This week I lost my confidence.
If you follow my Instagram stories, you’ll already know this and I thank you so much for your kind words and messages.
I wanted to share this with you because I know that my account is full of positivity – because that is me 95% of the time. My relentlessly positive mindset is what has got me through the past year relatively unscathed. Nevertheless, the other day I turned on myself and I thought it would be good for you to see that I’m human after all!
It crept up on me very slowly during the day. I’d been putting off a task for the last few months because there was a very high chance of rejection, coupled with a very low chance of success, but I decided that I couldn’t put it off any longer and so, with that tiniest glimmer of hope, I put myself out there and on a course for a new wave of rejection anyway!

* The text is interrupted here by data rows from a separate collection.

//! Deterministic time source and process-unique sequence numbers.

use std::sync::atomic::{AtomicU64, Ordering};

use chrono::{DateTime, Utc};

/// Injected at the dependency-injection boundary so every caller that needs "now" or a unique suffix goes
/// through one seam that tests can replace wholesale.
pub trait Clock: Send + Sync {
    fn now(&self) -> DateTime<Utc>;
    /// Monotonic, process-unique counter used to build unique temp-dir
    /// and stage-root names.
    fn next_seq(&self) -> u64;
}

#[derive(Debug, Default)]
pub struct SystemClock {
    seq: AtomicU64,
}

impl Clock for SystemClock {
    fn now(&self) -> DateTime<Utc> {
        Utc::now()
    }

    fn next_seq(&self) -> u64 {
        self.seq.fetch_add(1, Ordering::Relaxed)
    }
}

/// A fake clock for tests: fixed or steppable time, independent sequence.
#[derive(Debug)]
pub struct FakeClock {
    now: std::sync::Mutex<DateTime<Utc>>,
    seq: AtomicU64,
}

impl FakeClock {
    pub fn new(start: DateTime<Utc>) -> Self {
        Self {
            now: std::sync::Mutex::new(start),
            seq: AtomicU64::new(0),
        }
    }

    pub fn advance(&self, delta: chrono::Duration) {
        let mut guard = self.now.lock().expect("fake clock mutex poisoned");
        *guard += delta;
    }
}

impl Clock for FakeClock {
    fn now(&self) -> DateTime<Utc> {
        *self.now.lock().expect("fake clock mutex poisoned")
    }

    fn next_seq(&self) -> u64 {
        self.seq.fetch_add(1, Ordering::Relaxed)
    }
}

#[cfg(test)]
mod tests {
    use super::*;

    #[test]
    fn system_clock_sequence_is_monotonic_and_unique() {
        let clock = SystemClock::default();
        let a = clock.next_seq();
        let b = clock.next_seq();
        assert!(b > a);
    }

    #[test]
    fn fake_clock_now_is_controllable() {
        let start: DateTime<Utc> = "2026-01-01T00:00:00Z".parse().unwrap();
        let clock = FakeClock::new(start);
        assert_eq!(clock.now(), start);
        clock.advance(chrono::Duration::hours(2));
        assert_eq!(clock.now(), start + chrono::Duration::hours(2));
    }
}
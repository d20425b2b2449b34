//! The uniform per-tier interface every storage backend implements.
//! A tier is "critical" when its failure must abort the
//! backup run and "non-critical" when a failure is merely recorded on
//! the stats record and the run continues.

use async_trait::async_trait;
use chrono::{DateTime, Utc};
use proxsave_cmd::RunContext;

use crate::retention::RetentionPolicy;
use crate::StorageError;

#[derive(Debug, Clone)]
pub struct FsInfo {
    pub filesystem_type: String,
    pub available_bytes: u64,
    pub total_bytes: u64,
}

#[derive(Debug, Clone)]
pub struct UploadMetadata {
    pub archive_basename: String,
    pub manifest_created_at: DateTime<Utc>,
    pub size: u64,
}

#[derive(Debug, Clone)]
pub struct RemoteEntry {
    pub name: String,
    pub size: u64,
    pub modified_at: Option<DateTime<Utc>>,
}

#[derive(Debug, Clone, Default)]
pub struct TierLocation {
    pub primary: Option<String>,
    pub secondary: Option<String>,
    pub cloud: Option<String>,
}

#[derive(Debug, Clone, Default)]
pub struct TierUsage {
    pub total_backups: u64,
    pub available_space: Option<u64>,
    pub total_space: Option<u64>,
}

/// A single storage backend (local directory, rclone-style remote,...).
/// The dispatcher (`dispatcher::sync_tier`) drives every tier through
/// exactly this surface; no caller reaches into a concrete tier type.
#[async_trait]
pub trait StorageTarget: Send + Sync {
    fn name(&self) -> &str;
    fn location(&self) -> TierLocation;
    fn is_enabled(&self) -> bool;
    fn is_critical(&self) -> bool;

    async fn detect_filesystem(&self, ctx: &RunContext) -> Result<FsInfo, StorageError>;
    async fn store(
        &self,
        ctx: &RunContext,
        local_path: &std::path::Path,
        metadata: &UploadMetadata,
    ) -> Result<(), StorageError>;
    async fn list(&self, ctx: &RunContext) -> Result<Vec<RemoteEntry>, StorageError>;
    async fn delete(&self, ctx: &RunContext, remote_path: &str) -> Result<(), StorageError>;
    async fn apply_retention(
        &self,
        ctx: &RunContext,
        policy: &RetentionPolicy,
    ) -> Result<u64, StorageError>;
    async fn verify_upload(
        &self,
        ctx: &RunContext,
        local_path: &std::path::Path,
        remote_path: &str,
    ) -> Result<bool, StorageError>;
    async fn get_stats(&self, ctx: &RunContext) -> Result<TierUsage, StorageError>;
}
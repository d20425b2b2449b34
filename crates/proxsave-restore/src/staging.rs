//! Staging directory lifecycle and archive-entry hardening for phase 5-6
//! of the restore workflow: a fresh stage root is registered in the
//! crash-safe temp-dir registry before a single archive byte is written,
//! so a crash mid-extract still leaves something `cleanup_orphaned` can
//! reclaim.

use std::path::{Path, PathBuf};

use proxsave_core::clock::Clock;
use proxsave_core::tempreg::TempDirRegistry;
use tar::Archive;
use tracing::warn;

pub const APP_NAME: &str = "proxsave";

/// Paths that must never be overwritten by an extract targeting `/`, even
/// if a category's path list would otherwise match them. Static and
/// deliberately narrow: broader protection is the job of the category
/// registry's path lists, not this list.
pub const SENSITIVE_EXCLUDES: &[&str] = &[
    "./etc/shadow",
    "./etc/gshadow",
    "./etc/passwd",
    "./etc/group",
];

#[derive(Debug, thiserror::Error)]
pub enum StagingError {
    #[error("archive entry has an absolute path: {0}")]
    AbsolutePath(String),
    #[error("archive entry escapes the stage root via `..`: {0}")]
    PathTraversal(String),
    #[error(transparent)]
    Io(#[from] std::io::Error),
    #[error(transparent)]
    Anyhow(#[from] anyhow::Error),
}

/// `/tmp/<app>/restore-stage-<ts>_pid<pid>_<seq>`, mode `0700`. Creating
/// and registering happen together: a stage root that exists but was
/// never registered would be invisible to `cleanup_orphaned`.
pub fn create_stage_root(clock: &dyn Clock, registry: &TempDirRegistry) -> anyhow::Result<PathBuf> {
    let now = clock.now();
    let seq = clock.next_seq();
    let pid = std::process::id();
    let dir = std::env::temp_dir().join(APP_NAME).join(format!(
        "restore-stage-{}_pid{pid}_{seq}",
        now.format("%Y%m%d-%H%M%S")
    ));
    std::fs::create_dir_all(&dir)?;
    set_mode_0700(&dir)?;
    registry.register(&dir, clock)?;
    Ok(dir)
}

#[cfg(unix)]
fn set_mode_0700(dir: &Path) -> anyhow::Result<()> {
    use std::os::unix::fs::PermissionsExt as _;
    std::fs::set_permissions(dir, std::fs::Permissions::from_mode(0o700))?;
    Ok(())
}

#[cfg(not(unix))]
fn set_mode_0700(_dir: &Path) -> anyhow::Result<()> {
    Ok(())
}

fn entry_path_is_safe(path: &str) -> Result<(), StagingError> {
    if path.starts_with('/') {
        return Err(StagingError::AbsolutePath(path.to_string()));
    }
    if path.split('/').any(|seg| seg == "..") {
        return Err(StagingError::PathTraversal(path.to_string()));
    }
    Ok(())
}

/// Extracts `archive` into `stage_dir`, preserving paths and symlinks
/// unchanged but rejecting absolute paths and `..` traversal per entry.
/// When `restoring_onto_root` is set, entries matching
/// [`SENSITIVE_EXCLUDES`] are skipped with a warning rather than
/// extracted, since this path is reached both for a plain staging extract
/// and (via [`crate::executor`]) for files about to be copied onto `/`.
pub fn extract_archive<R: std::io::Read>(
    archive: R,
    stage_dir: &Path,
    restoring_onto_root: bool,
    is_cancelled: &dyn Fn() -> bool,
) -> Result<Vec<String>, StagingError> {
    let mut tar = Archive::new(archive);
    tar.set_preserve_permissions(true);
    tar.set_unpack_xattrs(false);

    let mut extracted = Vec::new();
    for entry in tar.entries()? {
        if is_cancelled() {
            break;
        }
        let mut entry = entry?;
        let raw_path = entry.path()?.to_string_lossy().to_string();
        entry_path_is_safe(&raw_path)?;

        let normalized = proxsave_core::category::normalize_archive_path(&raw_path)
            .unwrap_or_else(|| format!("./{raw_path}"));
        if restoring_onto_root && SENSITIVE_EXCLUDES.contains(&normalized.as_str()) {
            warn!(path = %normalized, "skipping sensitive path while restoring onto /");
            continue;
        }

        entry.unpack_in(stage_dir)?;
        extracted.push(normalized);
    }
    Ok(extracted)
}
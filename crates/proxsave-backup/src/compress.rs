//! Phase 3 continued: compresses the raw tar through the requested
//! external compressor, falling back through `xz -> gzip -> none` (per
//! `CompressionType::fallback()`) when the requested binary is missing.

use std::path::{Path, PathBuf};

use proxsave_cmd::{CommandRunner, Invocation, RunContext, RunError};
use proxsave_core::manifest::CompressionType;

pub struct CompressOutcome {
    pub requested: CompressionType,
    pub effective: CompressionType,
    pub compressed_path: PathBuf,
}

fn binary_for(kind: CompressionType) -> Option<&'static str> {
    match kind {
        CompressionType::None => None,
        CompressionType::Gzip => Some("gzip"),
        CompressionType::Xz => Some("xz"),
        CompressionType::Zstd => Some("zstd"),
        CompressionType::Bzip2 => Some("bzip2"),
        CompressionType::Lzma => Some("lzma"),
    }
}

fn compress_args(kind: CompressionType, level: u32, threads: u32) -> Vec<String> {
    let mut args = vec!["-c".to_string()];
    if level > 0 {
        args.push(format!("-{level}"));
    }
    match kind {
        CompressionType::Xz | CompressionType::Zstd if threads > 1 => {
            args.push(format!("-T{threads}"));
        }
        _ => {}
    }
    args
}

/// Compresses `tar_path` in place (the output replaces the input under a
/// new name with the compression extension appended), trying `requested`
/// first and falling back per `CompressionType::fallback()` until a
/// working compressor is found or `none` is reached.
pub async fn compress_archive(
    runner: &dyn CommandRunner,
    ctx: &RunContext,
    tar_path: &Path,
    requested: CompressionType,
    level: u32,
    threads: u32,
) -> anyhow::Result<CompressOutcome> {
    let mut candidate = requested;
    loop {
        let Some(bin) = binary_for(candidate) else {
            // `none`: no compression, the tar file is the final archive.
            return Ok(CompressOutcome {
                requested,
                effective: CompressionType::None,
                compressed_path: tar_path.to_path_buf(),
            });
        };

        let data = tokio::fs::read(tar_path).await?;
        let invocation = Invocation::new(bin, compress_args(candidate, level, threads));
        match runner.run_stream(ctx, &invocation, Some(data)).await {
            Ok(mut reader) => {
                use tokio::io::AsyncReadExt as _;
                let mut out = Vec::new();
                reader.read_to_end(&mut out).await?;
                let out_path = {
                    let mut s = tar_path.as_os_str().to_os_string();
                    s.push(candidate.extension());
                    PathBuf::from(s)
                };
                tokio::fs::write(&out_path, &out).await?;
                if out_path != tar_path {
                    tokio::fs::remove_file(tar_path).await.ok();
                }
                return Ok(CompressOutcome {
                    requested,
                    effective: candidate,
                    compressed_path: out_path,
                });
            }
            Err(RunError::NotFound(_)) => {
                let next = candidate.fallback();
                if next == candidate {
                    anyhow::bail!("compressor unavailable and no further fallback: {bin}");
                }
                candidate = next;
                continue;
            }
            Err(e) => return Err(e.into()),
        }
    }
}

Rejection is a massive part of my job. I’m used to it. It’s like water off a duck’s back but for some reason this felt different and I was scared.
To say that the past year, like for many others, has not been the greatest of years for me work wise is a bit of an understatement! At times, it’s fair to say that my confidence has taken a few knocks and it’s made me question if I’m any good at what I’m doing after all.
And once that negative voice took over the other day, well it was game over!
But then came another day and I had a chance to change my attitude, and I did, and even when the first rejection email came though, it didn’t actually hurt at all, so there was no need to fear it after all!!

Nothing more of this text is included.